Players you might have heard of
We've already mentioned Lehmann and Ballack, so that just leaves Thomas Hitzlsperger as a remaining Premier League stalwart to bring to your attention. He's the former Aston Villa midfielder with a blistering left-foot shot which these days helps him bag goals a-plenty at Stuttgart. He may only be used as a replacement for Torsten Frings, but what a good alternative to have, we say.

SPAOTP's Top Tip For Greatness
Michael Ballack. Yeah yeah, you know who he is and all that, but he's arguably the one main talent that the German team is based around, thanks to his goalscoring ability, experience and skill at distributing the ball to all parts of the team. And he takes a mean penalty, too.


What can we say... the arrival of coach Leo Beenhakker signalled a renewed sense of inner belief for the Poles during qualifying. After losing their first match 3-1 to Finland, they went on to top Group A ahead of Portugal, Serbia and the Finns. A particularly impressive 2-1 win over Portugal to accompany their previous 1-1 says everything you need to know - that Poland are capable of great things this summer. However...

Current form
'Iffy' would be a good way to describe it. Since qualifying for the finals last October, Poland have struggled to maintain the convincing form they'd shown previously. At the start of the year they beat the Czechs 2-0 in Cyprus but then lost 2-0 to the USA at home.

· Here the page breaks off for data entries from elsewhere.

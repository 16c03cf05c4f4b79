// stepwise/src/schema.rs

//! Schema validators for raw step definitions.
//!
//! A raw definition is a JSON object carrying an `action` field plus the fields
//! required by that action kind. Validation is all-or-nothing: either the whole
//! required shape is present or the definition is rejected.

use crate::core::action::Action;
use crate::core::meta::ExecutionContext;
use crate::error::{StepError, StepResult};
use serde::{Deserialize, Serialize};
use serde_json::Value;

/// Required shape of a `cancel` definition.
#[derive(Debug, Clone, PartialEq, Eq, Serialize, Deserialize)]
pub struct CancelSchema {
  pub token: String,
}

/// Required shape of a `delay` definition.
#[derive(Debug, Clone, PartialEq, Eq, Serialize, Deserialize)]
pub struct DelaySchema {
  pub duration: String,
}

impl CancelSchema {
  pub fn new(token: impl Into<String>) -> Self {
    Self { token: token.into() }
  }

  pub(crate) fn check(&self) -> StepResult<()> {
    require_non_empty(Action::Cancel, "token", &self.token)
  }
}

impl DelaySchema {
  pub fn new(duration: impl Into<String>) -> Self {
    Self {
      duration: duration.into(),
    }
  }

  pub(crate) fn check(&self) -> StepResult<()> {
    require_non_empty(Action::Delay, "duration", &self.duration)
  }
}

/// Fields each action kind requires, besides `action` itself.
pub fn required_fields(action: Action) -> &'static [&'static str] {
  match action {
    Action::Cancel => &["token"],
    Action::Delay => &["duration"],
    Action::FetchData | Action::Send | Action::SendList | Action::Invoke | Action::UpdateProfile => &[],
  }
}

/// Pure predicate: does `raw` satisfy the shape required for `action`?
pub fn validate(action: Action, raw: &Value) -> bool {
  check(action, raw).is_ok()
}

/// Same rule as [`validate`], reporting the first offending field.
pub fn check(action: Action, raw: &Value) -> StepResult<()> {
  let object = raw
    .as_object()
    .ok_or_else(|| StepError::validation(Some(action), "definition", "must be a JSON object"))?;

  for field in required_fields(action) {
    match object.get(*field) {
      None | Some(Value::Null) => return Err(StepError::validation(Some(action), *field, "is required")),
      Some(Value::String(s)) => require_non_empty(action, field, s)?,
      Some(_) => return Err(StepError::validation(Some(action), *field, "must be a string")),
    }
  }
  Ok(())
}

/// Reads the `action` field of a raw definition.
pub fn action_of(raw: &Value) -> StepResult<Action> {
  match raw.get("action") {
    None | Some(Value::Null) => Err(StepError::validation(None, "action", "is required")),
    Some(Value::String(name)) => name.parse(),
    Some(_) => Err(StepError::validation(None, "action", "must be a string")),
  }
}

/// Reads the optional `context` object of a raw definition.
pub(crate) fn context_of(action: Action, raw: &Value) -> StepResult<Option<ExecutionContext>> {
  match raw.get("context") {
    None | Some(Value::Null) => Ok(None),
    Some(Value::Object(map)) => Ok(Some(map.clone())),
    Some(_) => Err(StepError::validation(Some(action), "context", "must be a JSON object")),
  }
}

/// Deserializes the typed schema for `action` from an already-checked definition.
pub(crate) fn parse<T: serde::de::DeserializeOwned>(action: Action, raw: &Value) -> StepResult<T> {
  T::deserialize(raw).map_err(|e| StepError::validation(Some(action), "definition", e.to_string()))
}

fn require_non_empty(action: Action, field: &str, value: &str) -> StepResult<()> {
  if value.is_empty() {
    return Err(StepError::validation(Some(action), field, "must not be empty"));
  }
  Ok(())
}
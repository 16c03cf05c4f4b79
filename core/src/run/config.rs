// stepwise/src/run/config.rs

//! Runner configuration.

use crate::error::StepError;
use std::str::FromStr;

/// What the runner does when a handler operation fails.
#[derive(Debug, Clone, Copy, PartialEq, Eq, Default)]
pub enum FailurePolicy {
  /// Mark the step `ERROR`, return the dispatch error and leave later steps untouched.
  #[default]
  Halt,
  /// Mark the step `ERROR`, record the error in the report and carry on with the next step.
  Continue,
}

impl FromStr for FailurePolicy {
  type Err = StepError;

  fn from_str(s: &str) -> Result<Self, Self::Err> {
    match s.trim().to_ascii_lowercase().as_str() {
      "halt" => Ok(FailurePolicy::Halt),
      "continue" => Ok(FailurePolicy::Continue),
      other => Err(StepError::Configuration {
        message: format!("unknown failure policy '{}', expected 'halt' or 'continue'", other),
      }),
    }
  }
}

#[derive(Debug, Clone, Default)]
pub struct RunnerConfig {
  pub failure_policy: FailurePolicy,
}

impl RunnerConfig {
  pub fn with_failure_policy(mut self, failure_policy: FailurePolicy) -> Self {
    self.failure_policy = failure_policy;
    self
  }
}
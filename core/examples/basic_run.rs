// stepwise/examples/basic_run.rs

use serde_json::json;
use stepwise::{NoopHandler, Run, RunResult, StepError, StepRunner};
use tracing::info;

#[tokio::main]
async fn main() -> Result<(), StepError> {
  tracing_subscriber::fmt().with_max_level(tracing::Level::DEBUG).init();

  info!("--- Basic Run Example ---");

  // 1. Build a run from raw definitions. Each one is validated on the way in.
  let mut run = Run::from_definitions(&[
    json!({"action": "cancel", "token": "test"}),
    json!({"action": "delay", "duration": "test"}),
    json!({"action": "fetch-data"}),
    json!({"action": "invoke"}),
    json!({"action": "send-list"}),
    json!({"action": "send"}),
    json!({"action": "update-profile"}),
  ])?;
  info!(run_id = %run.run_id(), steps = run.len(), "Run composed.");

  // 2. Dispatch every step to a handler that performs no effect.
  let report = StepRunner::default().run_sequence(&mut run, &NoopHandler).await?;

  // 3. Inspect the results
  match report.result {
    RunResult::Completed => info!("Run completed, {} steps dispatched.", report.dispatched),
    RunResult::Suspended { step_id } => info!(%step_id, "Run suspended."),
  }
  for step in run.steps() {
    info!("- {} {} -> {}", step.id(), step.action(), step.meta().status());
  }

  assert!(run.is_finished());
  Ok(())
}
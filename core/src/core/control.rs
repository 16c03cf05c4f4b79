// stepwise/src/core/control.rs

//! Signals returned by handler operations and the outcome of a whole run.

use crate::core::meta::StepId;
use crate::core::status::StepStatus;
use crate::error::StepError;

/// What a handler operation reports back for the step it was given.
/// The runner turns this into the matching status transition.
#[derive(Debug, Clone, Copy, PartialEq, Eq)]
pub enum StepOutcome {
  /// The effect was performed.
  Processed,
  /// The effect is blocked on an external event. The run suspends at this step.
  Waiting,
  /// The handler chose not to perform the effect.
  Skipped,
}

impl StepOutcome {
  pub fn status(self) -> StepStatus {
    match self {
      StepOutcome::Processed => StepStatus::Processed,
      StepOutcome::Waiting => StepStatus::Waiting,
      StepOutcome::Skipped => StepStatus::Skipped,
    }
  }
}

/// How a run ended.
#[derive(Debug, Clone, Copy, PartialEq, Eq)]
pub enum RunResult {
  /// Every step reached a terminal status.
  Completed,
  /// A step is `WAITING`; running the same sequence again resumes from it.
  Suspended { step_id: StepId },
}

/// Summary returned by the runner.
#[derive(Debug)]
pub struct RunReport {
  pub result: RunResult,
  /// Number of handler operations invoked during this call.
  pub dispatched: usize,
  /// Dispatch failures collected under `FailurePolicy::Continue`. Always empty under `Halt`.
  pub failures: Vec<StepError>,
}

impl RunReport {
  pub fn is_completed(&self) -> bool {
    self.result == RunResult::Completed
  }

  pub fn has_failures(&self) -> bool {
    !self.failures.is_empty()
  }
}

More recently they've scored three goals in their last three games during which they could only draw with Macedonia and scrape past Albania with a 1-0 win. Do we here the sound of wheels coming off?

Players you might have heard of
Several to choose from here. For a start, take your pick from all three goalkeepers well known to British fans - Arsenal's Lukasz Fabianski, Man United's Tomasz Kuszczak and Celtic's Artur Boruc.

Up front, Celtic fans will also recognise Maciej Zurawski - now at Larisa in Greece - plus there's Southampton striker Marek Saganowski.

Recent friendlies
May 26: Macedonia 1 Poland 1
May 27: Albania 0 Poland 1
June 1: Poland 1 Denmark 1

A man of some experience
What about that coach, eh? Leo Beenhakker - the man with a CV longer than Ruud van Nistelrooy's face. He's been everywhere and done everything during his career, so let's take a roll call of all the places where 'Don Leo' has brought his unique brand of leadership...

1972-1975 SC Cambuur; 1975-1976 Go Ahead Eagles; 1979-1981 Ajax; 1981-1984 Real Zaragoza; 1985 FC Volendam; 1985-1986 Netherlands; 1986-1989 Real Madrid; 1989-1991 Ajax; 1990 Netherlands; 1992 Real Madrid; 1992-1993 Grasshoppers Zürich; 1993-1994 Saudi Arabia; 1994-1995 Club América; 1995-1996 İstanbulspor A.Ş.; 1996 Guadalajara; 1996-1997 Vitesse; 1997-2000 Feyenoord; 2000-2003 Ajax; 2003-2004 Club América; 2004-2005 De Graafschap; 2005-2006 Trinidad and Tobago; 2006- Poland.


SPAOTP's Top Tip For Greatness
Euzebiusz Smolarek. Scorer of nine goals during the qualifiers and a man of some considerable footballing pedigree. He was named after Portuguese legend Eusebio by his father who himself was no mug. Wlodzimierz Smolarek played for the Poland team that finished third at the 1982 World Cup and was the last Pole to score against Portugal before his son replicated the feat in October 2006.